__TASK INPUTS__
<<<<
// ============================================================================
// Shell
// ============================================================================

/// The orchestration core
pub struct Shell {
    config: RetroBotConfig,
    storage: Arc<dyn Storage>,
    sound: Box<dyn SoundPlayer>,

    engine: AnimationEngine,
    engine_rx: mpsc::UnboundedReceiver<EngineEvent>,
    visibility: VisibilityFlag,
    timers: Scheduler<ShellTimer>,

    mood: MoodMachine,
    dialogue: DialogueSelector,
    sequences: SequenceMatcher,
    profile: Profile,
    displayed_theme: Theme,

    tool: Tool,
    todo: TodoList,
    calendar: Calendar,
    music: MusicPlayer,

    input: InputFocus,
    minimized: bool,
    started_at: NaiveDateTime,
    next_notification: NotificationId,
    auto_hide: Option<TimerId>,
    track_timer: Option<TimerId>,
    rng: StdRng,

    tx: mpsc::UnboundedSender<StampedMessage>,
    quit: bool,
}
>>>>
__WORK REQUIRED__
Determine how many lines in the listing above hold the string "TimerId", then write only the number.

__OUTPUT OF THE EXERCISE__
2